El cine, la literatura, el arte y la filosofía están muy presentes en estas páginas. Además de las repetidas alusiones a Vértigo —con extensas citas del análisis que hace Eugenio Trias—, se hace referencia a películas como La palabra, 2001 una odisea del espacio o Fahrenheit 451, entre otras. De igual forma hay un largo elenco de referencias a la literatura con obras y autores que se repiten y toman un peso significativo dentro de la narración como Cortázar, Orwell o Verne. No en vano, con la literatura Gabriel apuntala sus pensamientos y, al igual que le ocurriera a Montano —el personaje de Vila-Matas—se reconoce un enfermo de cultura. Los apacibles paisajes que aparecen en las imágenes intercaladas en el texto contrastan poderosamente con lo narrado y en los personajes se produce un antagonismo entre su admiración sin paliativos de la belleza natural —en la que buscan equilibrio, tranquilidad y sosiego— y el desprecio por su propio cuerpo y hasta por su propia existencia o la de los que les rodean.
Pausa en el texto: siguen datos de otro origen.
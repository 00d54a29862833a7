//! snapdock-tui: Terminal client for snapdock
//!
//! Pairs with the companion server via a scannable link, then shows the
//! synced photo gallery with per-item upload status. Selection and the
//! copy action go out over the live channel; the channel reconnects on
//! its own.

mod app;
mod input;
mod ui;

use std::io;
use std::time::Duration;

use crossterm::{
    event::{self, DisableMouseCapture, EnableMouseCapture, Event, KeyCode, KeyModifiers},
    execute,
    terminal::{EnterAlternateScreen, LeaveAlternateScreen, disable_raw_mode, enable_raw_mode},
};
use ratatui::{Terminal, backend::CrosstermBackend};
use snapdock_core::startup::Startup;
use tracing_subscriber::{EnvFilter, layer::SubscriberExt, util::SubscriberInitExt};

use crate::app::{App, AppResult};
use crate::input::handle_key;

static STARTUP: Startup = Startup::new();

#[tokio::main]
async fn main() -> anyhow::Result<()> {
    // One-shot process setup, guarded so re-entry can never double it.
    STARTUP.ensure_started(|| {
        if let Err(err) = init_logging() {
            eprintln!("logging setup failed: {err}");
        }
    });

    // Load config
    let config = snapdock_core::Config::load().unwrap_or_default();

    // Create app; this spawns the connection task and the pairing fetch
    let mut app = App::new(config);

    // Setup terminal
    enable_raw_mode()?;
    let mut stdout = io::stdout();
    execute!(stdout, EnterAlternateScreen, EnableMouseCapture)?;
    let backend = CrosstermBackend::new(stdout);
    let mut terminal = Terminal::new(backend)?;

    // Run main loop
    let result = run_app(&mut terminal, &mut app);

    // Stop the live channel before restoring the terminal
    app.shutdown();

    // Restore terminal
    disable_raw_mode()?;
    execute!(
        terminal.backend_mut(),
        LeaveAlternateScreen,
        DisableMouseCapture
    )?;
    terminal.show_cursor()?;

    if let Err(e) = result {
        eprintln!("Error: {}", e);
        return Err(e);
    }

    Ok(())
}

/// Tracing to a cache-dir file (stdout would interfere with the TUI)
fn init_logging() -> anyhow::Result<()> {
    let log_file = dirs::cache_dir()
        .map(|d| d.join("snapdock").join("tui.log"))
        .unwrap_or_else(|| std::path::PathBuf::from("/tmp/snapdock-tui.log"));

    if let Some(parent) = log_file.parent() {
        std::fs::create_dir_all(parent)?;
    }

    let file_appender = tracing_appender::rolling::never(
        log_file.parent().unwrap_or(std::path::Path::new("/tmp")),
        log_file
            .file_name()
            .unwrap_or(std::ffi::OsStr::new("snapdock-tui.log")),
    );

    tracing_subscriber::registry()
        .with(EnvFilter::try_from_default_env().unwrap_or_else(|_| "snapdock=debug".into()))
        .with(tracing_subscriber::fmt::layer().with_writer(file_appender))
        .init();

    Ok(())
}

/// Main application loop
fn run_app(
    terminal: &mut Terminal<CrosstermBackend<io::Stdout>>,
    app: &mut App,
) -> anyhow::Result<()> {
    loop {
        // Draw UI
        terminal.draw(|f| ui::draw(f, app))?;

        // Poll for events with timeout (lets async tasks progress)
        if event::poll(Duration::from_millis(100))? {
            if let Event::Key(key) = event::read()? {
                // Check for quit
                if key.code == KeyCode::Char('q') && key.modifiers.is_empty() {
                    if app.state.input_mode == snapdock_core::state::InputMode::Normal {
                        return Ok(());
                    }
                }
                if key.code == KeyCode::Char('c') && key.modifiers.contains(KeyModifiers::CONTROL) {
                    return Ok(());
                }

                // Handle key input
                match handle_key(app, key) {
                    AppResult::Continue => {}
                    AppResult::Quit => return Ok(()),
                }
            }
        }

        // Drain connection and background events
        app.tick();
    }
}
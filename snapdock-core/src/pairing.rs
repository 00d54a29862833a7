//! Pairing client
//!
//! Fetches a single-use pairing code from the server and derives the link
//! that gets rendered as a QR card for out-of-band scanning. Pairing
//! itself completes elsewhere: the session token arrives as a push on the
//! live channel once the phone has redeemed the code.
//!
//! The fetch is one-shot. On failure the caller keeps its "generating"
//! placeholder and may issue a fresh fetch on user request; there is no
//! automatic retry for this path.

use serde::Deserialize;
use thiserror::Error;

#[derive(Debug, Error)]
pub enum PairingError {
    #[error("pairing request failed: {0}")]
    Http(#[from] reqwest::Error),
}

/// Server-issued pairing artifact.
///
/// `code` and `ip` are opaque display data; `expires_in` is the validity
/// window in seconds as reported by the server.
#[derive(Debug, Clone, Deserialize)]
pub struct PairingCode {
    pub code: String,
    pub ip: String,
    #[serde(default)]
    pub expires_in: u64,
}

impl PairingCode {
    /// Display link encoded into the QR card.
    ///
    /// The server reports its own LAN address; the link always points at
    /// the fixed HTTP port, regardless of which host the client used to
    /// reach the server.
    pub fn link(&self, port: u16) -> String {
        format!("http://{}:{}?code={}", self.ip, port, self.code)
    }
}

/// HTTP client for the pairing endpoint
pub struct PairingClient {
    http: reqwest::Client,
    base_url: String,
}

impl PairingClient {
    pub fn new(base_url: &str) -> Self {
        Self {
            http: reqwest::Client::new(),
            base_url: base_url.trim_end_matches('/').to_string(),
        }
    }

    /// Request a fresh pairing code. Each call replaces any previously
    /// displayed code wholesale.
    pub async fn fetch_code(&self) -> Result<PairingCode, PairingError> {
        let resp = self
            .http
            .get(format!("{}/generate_code", self.base_url))
            .send()
            .await?;

        let code = resp.error_for_status()?.json::<PairingCode>().await?;
        Ok(code)
    }
}

#[cfg(test)]
mod tests {
    use super::*;

    #[test]
    fn test_link_construction() {
        let code: PairingCode =
            serde_json::from_str(r#"{"code":"42F9","ip":"192.168.1.10"}"#).unwrap();

        assert_eq!(code.link(8080), "http://192.168.1.10:8080?code=42F9");
        assert_eq!(code.expires_in, 0);
    }

    #[test]
    fn test_code_with_expiry() {
        let code: PairingCode =
            serde_json::from_str(r#"{"code":"aB3kZ9","ip":"10.0.0.2","expires_in":60}"#).unwrap();

        assert_eq!(code.code, "aB3kZ9");
        assert_eq!(code.expires_in, 60);
        assert_eq!(code.link(8080), "http://10.0.0.2:8080?code=aB3kZ9");
    }

    #[test]
    fn test_base_url_normalization() {
        let client = PairingClient::new("http://192.168.1.10:8080/");
        assert_eq!(client.base_url, "http://192.168.1.10:8080");
    }
}
//! Terminal UI rendering with ratatui

use ratatui::{
    Frame,
    layout::{Constraint, Direction, Layout, Rect},
    style::{Color, Modifier, Style},
    text::{Line, Span},
    widgets::{Block, Borders, List, ListItem, Paragraph},
};

use snapdock_core::state::{InputMode, PairingPhase, StatusLevel, View};
use snapdock_core::{ConnectionState, UploadStatus};

use crate::app::App;

/// Main draw function
pub fn draw(f: &mut Frame, app: &App) {
    let chunks = Layout::default()
        .direction(Direction::Vertical)
        .constraints([
            Constraint::Length(1), // Title bar
            Constraint::Min(1),    // Pairing panel or gallery
            Constraint::Length(1), // Status bar
            Constraint::Length(1), // Input line (folder path)
        ])
        .split(f.area());

    draw_title_bar(f, app, chunks[0]);
    match app.state.view() {
        View::Pairing => draw_pairing_panel(f, app, chunks[1]),
        View::Gallery => draw_photo_list(f, app, chunks[1]),
    }
    draw_status_bar(f, app, chunks[2]);
    draw_input_line(f, app, chunks[3]);
}

/// Draw the title bar with the connection indicator
fn draw_title_bar(f: &mut Frame, app: &App, area: Rect) {
    let (indicator, color) = match app.state.connection {
        ConnectionState::Connected => (" [Connected]", Color::Green),
        ConnectionState::Connecting => (" [Connecting]", Color::Yellow),
        ConnectionState::Disconnected => (" [Offline]", Color::Yellow),
    };

    let title_bar = Paragraph::new(Line::from(vec![
        Span::styled(
            " snapdock ",
            Style::default()
                .fg(Color::White)
                .add_modifier(Modifier::BOLD),
        ),
        Span::styled(indicator, Style::default().fg(color)),
    ]))
    .style(Style::default().bg(Color::DarkGray));

    f.render_widget(title_bar, area);
}

/// Draw the pairing panel (shown until a session token arrives)
fn draw_pairing_panel(f: &mut Frame, app: &App, area: Rect) {
    let lines: Vec<Line> = match &app.state.pairing {
        PairingPhase::Idle | PairingPhase::Requesting => {
            vec![Line::from("Generating pairing code...")]
        }
        PairingPhase::Displaying { link } => vec![
            Line::from("Scan this link on your phone to pair:"),
            Line::from(""),
            Line::from(Span::styled(
                link.clone(),
                Style::default()
                    .fg(Color::Cyan)
                    .add_modifier(Modifier::BOLD),
            )),
            Line::from(""),
            Line::from(Span::styled(
                "The code expires shortly; press p for a fresh one.",
                Style::default().fg(Color::DarkGray),
            )),
        ],
        PairingPhase::Failed => vec![
            Line::from(Span::styled(
                "Could not reach the server.",
                Style::default().fg(Color::Red),
            )),
            Line::from("Press p to request a new code."),
        ],
        PairingPhase::Paired => vec![],
    };

    let panel = Paragraph::new(lines).block(
        Block::default()
            .borders(Borders::ALL)
            .title(" Pairing "),
    );

    f.render_widget(panel, area);
}

/// Draw the photo gallery list
fn draw_photo_list(f: &mut Frame, app: &App, area: Rect) {
    let visible_height = area.height as usize;
    let start = app.state.cursor.saturating_sub(visible_height.saturating_sub(1));

    let items: Vec<ListItem> = app
        .state
        .photos
        .iter()
        .enumerate()
        .skip(start)
        .take(visible_height)
        .map(|(i, photo)| {
            let is_selected = app.state.is_selected(i);
            let is_cursor = i == app.state.cursor;

            // Upload status glyph
            let status = if app.config.client.show_upload_status {
                match photo.status {
                    UploadStatus::Success => "✓ ",
                    UploadStatus::Uploading => "↑ ",
                    UploadStatus::Error => "✗ ",
                }
            } else {
                "  "
            };

            // Selection marker
            let marker = if is_selected { "* " } else { "  " };

            let line = format!(
                "{}{}{:<40} {:>10}",
                marker,
                status,
                photo.name,
                format_size(photo.size)
            );

            let style = if is_cursor {
                Style::default()
                    .bg(Color::Blue)
                    .fg(Color::White)
                    .add_modifier(Modifier::BOLD)
            } else if is_selected {
                Style::default().bg(Color::DarkGray).fg(Color::Yellow)
            } else {
                match photo.status {
                    UploadStatus::Error => Style::default().fg(Color::Red),
                    _ => Style::default(),
                }
            };

            ListItem::new(Line::from(Span::styled(line, style)))
        })
        .collect();

    if items.is_empty() {
        let empty = Paragraph::new("No photos to show. Press r to refresh.")
            .style(Style::default().fg(Color::DarkGray));
        f.render_widget(empty, area);
        return;
    }

    let list = List::new(items).block(Block::default().borders(Borders::NONE));
    f.render_widget(list, area);
}

/// Draw the status bar
fn draw_status_bar(f: &mut Frame, app: &App, area: Rect) {
    let (text, style) = if let Some((ref msg, ref level)) = app.state.status_message {
        let color = match level {
            StatusLevel::Info => Color::Blue,
            StatusLevel::Success => Color::Green,
            StatusLevel::Warning => Color::Yellow,
            StatusLevel::Error => Color::Red,
        };
        (msg.clone(), Style::default().fg(color))
    } else {
        // Default hints based on mode
        let hints = match app.state.input_mode {
            InputMode::Normal => {
                "j↓ k↑ │ Space:select a:all x:clear │ y:copy f:folder r:refresh │ ?:help q:quit"
            }
            InputMode::Folder => "Type the upload folder path │ Enter:send │ Esc:cancel",
        };
        (hints.to_string(), Style::default().fg(Color::DarkGray))
    };

    let selected = app.state.selected.len();
    let text = if selected > 0 {
        format!("{}  ({} selected)", text, selected)
    } else {
        text
    };

    let status_bar = Paragraph::new(text).style(style);
    f.render_widget(status_bar, area);
}

/// Draw the input line (folder mode)
fn draw_input_line(f: &mut Frame, app: &App, area: Rect) {
    if app.state.input_mode != InputMode::Folder {
        return;
    }

    let prefix = "Folder: ";
    let content = &app.state.folder_input;

    let input_line = Paragraph::new(format!("{}{}", prefix, content))
        .style(Style::default().fg(Color::White));
    f.render_widget(input_line, area);

    let x = area.x + prefix.len() as u16 + content.len() as u16;
    f.set_cursor_position((x, area.y));
}

/// Format file size in human-readable form
fn format_size(bytes: u64) -> String {
    const KB: u64 = 1024;
    const MB: u64 = KB * 1024;
    const GB: u64 = MB * 1024;

    if bytes >= GB {
        format!("{:.1} GB", bytes as f64 / GB as f64)
    } else if bytes >= MB {
        format!("{:.1} MB", bytes as f64 / MB as f64)
    } else if bytes >= KB {
        format!("{:.1} KB", bytes as f64 / KB as f64)
    } else {
        format!("{} B", bytes)
    }
}

#[cfg(test)]
mod tests {
    use super::*;

    #[test]
    fn test_format_size() {
        assert_eq!(format_size(512), "512 B");
        assert_eq!(format_size(2048), "2.0 KB");
        assert_eq!(format_size(2_500_000), "2.4 MB");
        assert_eq!(format_size(3 * 1024 * 1024 * 1024), "3.0 GB");
    }
}
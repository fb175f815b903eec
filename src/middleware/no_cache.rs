use axum::{
    body::Body,
    http::{header, HeaderValue, Request, Response},
    middleware::Next,
};

/// Marks every response as uncacheable.
///
/// Headers added:
/// - Cache-Control: no-cache, no-store, no-transform, must-revalidate, private, max-age=0
/// - Pragma: no-cache (HTTP/1.0 caches)
/// - Expires: epoch
pub async fn add_no_cache_headers(request: Request<Body>, next: Next) -> Response<Body> {
    let mut response = next.run(request).await;

    let headers = response.headers_mut();
    headers.insert(
        header::CACHE_CONTROL,
        HeaderValue::from_static(
            "no-cache, no-store, no-transform, must-revalidate, private, max-age=0",
        ),
    );
    headers.insert(header::PRAGMA, HeaderValue::from_static("no-cache"));
    headers.insert(
        header::EXPIRES,
        HeaderValue::from_static("Thu, 01 Jan 1970 00:00:00 GMT"),
    );

    response
}

#[cfg(test)]
mod tests {
    use super::*;
    use axum::{
        http::StatusCode,
        middleware::from_fn,
        response::IntoResponse,
        routing::get,
        Router,
    };
    use tower::ServiceExt;

    async fn test_handler() -> impl IntoResponse {
        (StatusCode::OK, "test response")
    }

    #[tokio::test]
    async fn test_no_cache_headers_added() {
        let app = Router::new()
            .route("/test", get(test_handler))
            .layer(from_fn(add_no_cache_headers));

        let response = app
            .oneshot(Request::builder().uri("/test").body(Body::empty()).unwrap())
            .await
            .unwrap();

        let headers = response.headers();
        assert!(headers
            .get(header::CACHE_CONTROL)
            .unwrap()
            .to_str()
            .unwrap()
            .contains("no-store"));
        assert_eq!(headers.get(header::PRAGMA).unwrap(), "no-cache");
        assert!(headers.contains_key(header::EXPIRES));
    }
}
//! Application state shared across all handlers.
//!
//! Everything in here is immutable after startup; requests share it without
//! locking.

use std::sync::Arc;

use metrics_exporter_prometheus::PrometheusHandle;

use crate::config::{Config, OUTBOUND_TIMEOUT};
use crate::services::{KeyVerifier, MessageRenderer, SlackNotifier};

/// Application state shared across handlers.
#[derive(Clone)]
pub struct AppState {
    /// Application configuration
    pub config: Arc<Config>,
    /// Caller key verification against the configured bcrypt hash
    pub key_verifier: KeyVerifier,
    /// Slack message builder
    pub renderer: MessageRenderer,
    /// Outbound Slack client
    pub notifier: SlackNotifier,
    /// Prometheus handle, absent when no recorder was installed
    pub metrics: Option<PrometheusHandle>,
}

impl AppState {
    pub fn new(config: Config, metrics: Option<PrometheusHandle>) -> Self {
        let key_verifier = KeyVerifier::new(config.key_hash.as_str());
        let renderer = MessageRenderer::new(config.directus_base_url.clone());
        let notifier = SlackNotifier::new(config.slack_webhook_base_url.clone(), OUTBOUND_TIMEOUT);

        Self {
            config: Arc::new(config),
            key_verifier,
            renderer,
            notifier,
            metrics,
        }
    }
}
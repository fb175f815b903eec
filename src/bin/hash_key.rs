//! Prints the bcrypt hash of a caller key, for use as `KEY_HASH`.
//!
//! Usage: `hash-key <caller-key>`

use anyhow::{bail, Result};

const COST: u32 = 10;

fn main() -> Result<()> {
    let args: Vec<String> = std::env::args().skip(1).collect();
    let [key] = args.as_slice() else {
        bail!("need exactly one argument: the caller key to hash");
    };

    let hashed = bcrypt::hash(key, COST)?;
    println!("{}", hashed);
    Ok(())
}
use anyhow::Result;
use std::env;
use std::time::Duration;

pub const DEFAULT_DIRECTUS_BASE_URL: &str = "https://log.bula21.ch";
pub const DEFAULT_SLACK_WEBHOOK_BASE_URL: &str = "https://hooks.slack.com/services";

/// Wall-clock bound on the synchronous part of a request.
pub const REQUEST_TIMEOUT: Duration = Duration::from_secs(2);
/// Maximum number of inbound requests in flight at once.
pub const MAX_CONCURRENT_REQUESTS: usize = 50;
/// Bound on a single outbound Slack call.
pub const OUTBOUND_TIMEOUT: Duration = Duration::from_secs(10);

/// Process-wide configuration, built once at startup and never mutated.
#[derive(Debug, Clone)]
pub struct Config {
    /// bcrypt hash the caller key is verified against
    pub key_hash: String,
    /// Directus instance used for admin links, without trailing slash
    pub directus_base_url: String,
    /// Prefix the three-segment Slack path is appended to
    pub slack_webhook_base_url: String,
    pub addr: String,
    pub port: u16,
    pub log_json: bool,
}

impl Config {
    pub fn from_env() -> Result<Self> {
        let key_hash = env::var("KEY_HASH")
            .ok()
            .filter(|v| !v.trim().is_empty())
            .ok_or_else(|| anyhow::anyhow!("KEY_HASH environment variable is required"))?;

        let port = match env::var("PORT") {
            Ok(port) if !port.trim().is_empty() => port
                .trim()
                .parse()
                .map_err(|e| anyhow::anyhow!("PORT must be a valid port number: {}", e))?,
            _ => 8080,
        };

        Self::new(
            key_hash,
            env::var("DIRECTUS_BASE_URL").ok(),
            env::var("SLACK_WEBHOOK_BASE_URL").ok(),
            env::var("ADDR").ok(),
            port,
        )
        .map(|config| Config {
            log_json: env::var("LOG_FORMAT")
                .map(|v| v.eq_ignore_ascii_case("json"))
                .unwrap_or(false),
            ..config
        })
    }

    /// Builds a validated configuration. Blank optional values fall back to defaults.
    pub fn new(
        key_hash: String,
        directus_base_url: Option<String>,
        slack_webhook_base_url: Option<String>,
        addr: Option<String>,
        port: u16,
    ) -> Result<Self> {
        let key_hash = key_hash.trim().to_string();
        // verify() only errors when the hash itself cannot be decoded
        bcrypt::verify("", &key_hash)
            .map_err(|e| anyhow::anyhow!("KEY_HASH is not a valid bcrypt hash: {}", e))?;

        Ok(Config {
            key_hash,
            directus_base_url: non_blank_url(directus_base_url, DEFAULT_DIRECTUS_BASE_URL),
            slack_webhook_base_url: non_blank_url(
                slack_webhook_base_url,
                DEFAULT_SLACK_WEBHOOK_BASE_URL,
            ),
            addr: addr
                .map(|a| a.trim().to_string())
                .filter(|a| !a.is_empty())
                .unwrap_or_else(|| "0.0.0.0".to_string()),
            port,
            log_json: false,
        })
    }

    /// `host:port` to bind; the host may be a name and is resolved at bind time.
    pub fn listen_addr(&self) -> String {
        format!("{}:{}", self.addr, self.port)
    }
}

fn non_blank_url(value: Option<String>, default: &str) -> String {
    let trimmed = value
        .as_deref()
        .map(|v| v.trim().trim_end_matches('/'))
        .unwrap_or("");
    if trimmed.is_empty() {
        default.to_string()
    } else {
        trimmed.to_string()
    }
}

#[cfg(test)]
mod tests {
    use super::*;

    fn hash() -> String {
        bcrypt::hash("secret", 4).unwrap()
    }

    #[test]
    fn test_defaults_applied() {
        let config = Config::new(hash(), None, None, None, 8080).unwrap();

        assert_eq!(config.directus_base_url, DEFAULT_DIRECTUS_BASE_URL);
        assert_eq!(config.slack_webhook_base_url, DEFAULT_SLACK_WEBHOOK_BASE_URL);
        assert_eq!(config.listen_addr(), "0.0.0.0:8080");
    }

    #[test]
    fn test_trailing_slash_trimmed() {
        let config = Config::new(
            hash(),
            Some("https://cms.example.org/".to_string()),
            Some("  ".to_string()),
            Some("127.0.0.1".to_string()),
            9000,
        )
        .unwrap();

        assert_eq!(config.directus_base_url, "https://cms.example.org");
        assert_eq!(config.slack_webhook_base_url, DEFAULT_SLACK_WEBHOOK_BASE_URL);
        assert_eq!(config.listen_addr(), "127.0.0.1:9000");
    }

    #[test]
    fn test_malformed_hash_rejected() {
        let result = Config::new("not-a-hash".to_string(), None, None, None, 8080);
        assert!(result.is_err());
    }
}
// Data models
// Inbound change events, relay targets and outbound Slack payloads.

pub mod change_event;

pub use change_event::{ChangeEvent, OutboundMessage, RecordId, RelayTarget};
Hay un acercamiento a la herencia romántica de una concepción próxima a lo religioso con numerosos símbolos espirituales (el viaje de huida, los tatuajes en el cuerpo, la resistencia al dolor para liberar energía, el ascenso y descenso a las montañas…). La novela plantea interrogantes sobre nuestra naturaleza, sobre una sociedad que traza su rumbo con decisiones injustificadas, sobre nuestra extrañeza ante un mundo que, a pesar de la ciencia y la filosofía, sigue siendo incomprendido. Los personajes de Cuenca Sandoval se asoman a los círculos concéntricos del infierno y nos proponen preguntas de gran calado ético, invitándonos, no sólo a reflexionar sobre ellas, sino que —como argumentaba Wittgenstein al hablar del valor filosófico de la literatura—, contribuyen activamente a la reflexión misma.